얼굴 특징점 검출을 위한 적분 회귀 네트워크

  • Kim, Do Yeop (Department of Electronics and Communications Engineering, Kwangwoon University) ;
  • Chang, Ju Yong (Department of Electronics and Communications Engineering, Kwangwoon University)
  • Received : 2019.05.07
  • Accepted : 2019.07.05
  • Published : 2019.07.30

Abstract

With the development of deep learning, the performance of facial landmark detection methods has been greatly improved.

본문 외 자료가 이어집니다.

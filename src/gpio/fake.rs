//! In-memory pin accessor for tests

use crate::core::{Error, Level, Result};
use crate::gpio::{GpioLine, PinAccessor};
use std::collections::{HashMap, HashSet};
use std::sync::Mutex;
use std::time::Duration;

/// Lines start low; every write is recorded
#[derive(Default)]
pub struct FakePins {
    levels: Mutex<HashMap<u8, Level>>,
    writes: Mutex<Vec<(u8, Level)>>,
    denied: HashSet<u8>,
    delay: Option<Duration>,
}

impl FakePins {
    pub fn new() -> Self {
        Self::default()
    }

    /// Reads and writes on these lines fail with PinAccessDenied
    pub fn denying(lines: &[u8]) -> Self {
        Self {
            denied: lines.iter().copied().collect(),
            ..Self::default()
        }
    }

    /// Every read and write sleeps first, like a hung utility
    pub fn slow(delay: Duration) -> Self {
        Self {
            delay: Some(delay),
            ..Self::default()
        }
    }

    pub fn set_level(&self, line: u8, level: Level) {
        self.levels.lock().unwrap().insert(line, level);
    }

    pub fn level(&self, line: u8) -> Level {
        self.levels.lock().unwrap().get(&line).copied().unwrap_or(Level::Low)
    }

    pub fn writes(&self) -> Vec<(u8, Level)> {
        self.writes.lock().unwrap().clone()
    }

    fn check(&self, line: GpioLine) -> Result<()> {
        if self.denied.contains(&line.number()) {
            return Err(Error::PinAccessDenied {
                line: line.number(),
                message: "denied by test".to_string(),
            });
        }
        Ok(())
    }
}

impl PinAccessor for FakePins {
    fn read_pin(&self, line: GpioLine) -> Result<Level> {
        if let Some(delay) = self.delay {
            std::thread::sleep(delay);
        }
        self.check(line)?;
        Ok(self.level(line.number()))
    }

    fn write_pin(&self, line: GpioLine, level: Level) -> Result<()> {
        if let Some(delay) = self.delay {
            std::thread::sleep(delay);
        }
        self.check(line)?;
        self.set_level(line.number(), level);
        self.writes.lock().unwrap().push((line.number(), level));
        Ok(())
    }

    fn name(&self) -> &str {
        "fake"
    }
}
//! Telemetry sources
//!
//! - `power`: rail power from /sys/class/power_supply, plus delta tracking
//! - `gps`: gpsd fix summary and device users for the detailed status view

pub mod gps;
mod power;

pub use gps::{GpsProbe, GpsStatus};
pub use power::{PowerSupplyReader, PowerTracker};

use crate::core::{PowerSample, Result};

/// Trait for power telemetry sources
pub trait PowerSource: Send + Sync {
    /// Take one sample summed over all rails
    fn sample(&self) -> Result<PowerSample>;

    /// Name of this power source
    fn name(&self) -> &str;
}

impl<S: PowerSource + ?Sized> PowerSource for std::sync::Arc<S> {
    fn sample(&self) -> Result<PowerSample> {
        (**self).sample()
    }

    fn name(&self) -> &str {
        (**self).name()
    }
}
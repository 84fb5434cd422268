//! Tray interaction state machine
//!
//! Toolkit independent: the shell translates toolkit callbacks into
//! [`TrayEvent`]s and performs the returned [`TrayAction`]. Menu selections
//! are accepted in every state because on some desktops (AppIndicator) the
//! menu opens without a click event ever being delivered.
//!
//! The machine never touches a pin. A selection yields
//! [`TrayAction::ApplyFeature`]; the shell runs [`apply_feature`] outside any
//! lock and feeds the outcome back as [`TrayEvent::Applied`].
//!
//! Tray toolkits do not report a menu closing without a selection, so
//! `MenuOpen` lasts until the next click, selection or Quit.

use crate::features::{self, FeatureController, FeatureId};
use crate::gpio::PinAccessor;
use std::sync::Arc;

#[derive(Debug, Clone, Copy, Default, PartialEq, Eq)]
pub enum TrayState {
    #[default]
    Idle,
    MenuOpen,
    StatusWindowOpen,
}

#[derive(Debug, Clone, PartialEq, Eq)]
pub enum TrayEvent {
    LeftClick,
    RightClick,
    /// A feature's check item was toggled
    Select { feature: FeatureId, on: bool },
    /// A switch requested by `Select` finished
    Applied {
        feature: FeatureId,
        on: bool,
        error: Option<String>,
    },
    /// "Status" menu item
    ShowStatus,
    Quit,
    WindowClosed,
    /// Poll timer fired
    Tick,
}

#[derive(Debug, Clone, PartialEq, Eq)]
pub enum TrayAction {
    None,
    ShowMenu,
    OpenStatusWindow,
    FocusStatusWindow,
    /// Switch the feature, then report back with [`TrayEvent::Applied`]
    ApplyFeature { feature: FeatureId, on: bool },
    FeatureSet { feature: FeatureId, on: bool },
    FeatureFailed { feature: FeatureId, message: String },
    Quit,
}

#[derive(Debug, Default)]
pub struct TrayMachine {
    state: TrayState,
    status_text: Option<String>,
}

impl TrayMachine {
    pub fn new() -> Self {
        Self::default()
    }

    pub fn state(&self) -> TrayState {
        self.state
    }

    /// Last set failure, shown in the status window until the next success
    pub fn status_text(&self) -> Option<&str> {
        self.status_text.as_deref()
    }

    pub fn handle(&mut self, event: TrayEvent) -> TrayAction {
        use TrayState::*;

        let (next, action) = match (self.state, event.clone()) {
            (state, TrayEvent::Tick) => (state, TrayAction::None),
            (_, TrayEvent::Quit) => (Idle, TrayAction::Quit),

            // Switching from the status window leaves it open
            (StatusWindowOpen, TrayEvent::Select { feature, on }) => {
                (StatusWindowOpen, TrayAction::ApplyFeature { feature, on })
            }
            (Idle | MenuOpen, TrayEvent::Select { feature, on }) => {
                (Idle, TrayAction::ApplyFeature { feature, on })
            }
            (state, TrayEvent::Applied { feature, on, error }) => (state, self.applied(feature, on, error)),

            (Idle | MenuOpen, TrayEvent::LeftClick | TrayEvent::ShowStatus) => {
                (StatusWindowOpen, TrayAction::OpenStatusWindow)
            }
            (StatusWindowOpen, TrayEvent::LeftClick | TrayEvent::ShowStatus) => {
                (StatusWindowOpen, TrayAction::FocusStatusWindow)
            }
            (_, TrayEvent::RightClick) => (MenuOpen, TrayAction::ShowMenu),

            (_, TrayEvent::WindowClosed) => (Idle, TrayAction::None),
        };

        if next != self.state {
            log::debug!("Tray {:?} -> {:?} on {:?}", self.state, next, event);
        }
        self.state = next;
        action
    }

    fn applied(&mut self, feature: FeatureId, on: bool, error: Option<String>) -> TrayAction {
        match error {
            None => {
                self.status_text = None;
                TrayAction::FeatureSet { feature, on }
            }
            Some(message) => {
                self.status_text = Some(message.clone());
                TrayAction::FeatureFailed { feature, message }
            }
        }
    }
}

/// Switch a feature on the blocking pool and describe the outcome as an event
pub async fn apply_feature<P>(controller: Arc<FeatureController<P>>, feature: FeatureId, on: bool) -> TrayEvent
where
    P: PinAccessor + 'static,
{
    let outcome =
        tokio::task::spawn_blocking(move || controller.set_enabled(features::get(feature), on)).await;

    let error = match outcome {
        Ok(Ok(())) => None,
        Ok(Err(e)) => {
            log::warn!("Failed to switch {} {}: {}", feature, if on { "on" } else { "off" }, e);
            Some(e.to_string())
        }
        Err(e) => Some(format!("switch task failed: {}", e)),
    };

    TrayEvent::Applied { feature, on, error }
}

The heat map regression method, which is a representative facial landmark detection method, is widely used as an efficient and robust method. However, the landmark coordinates cannot be directly obtained through a single network, and the accuracy is reduced in determining the landmark coordinates from the heat map. To solve these problems, we propose to combine integral regression with the existing heat map regression method. Through experiments using various datasets, we show that the proposed integral regression network significantly improves the performance of facial landmark detection.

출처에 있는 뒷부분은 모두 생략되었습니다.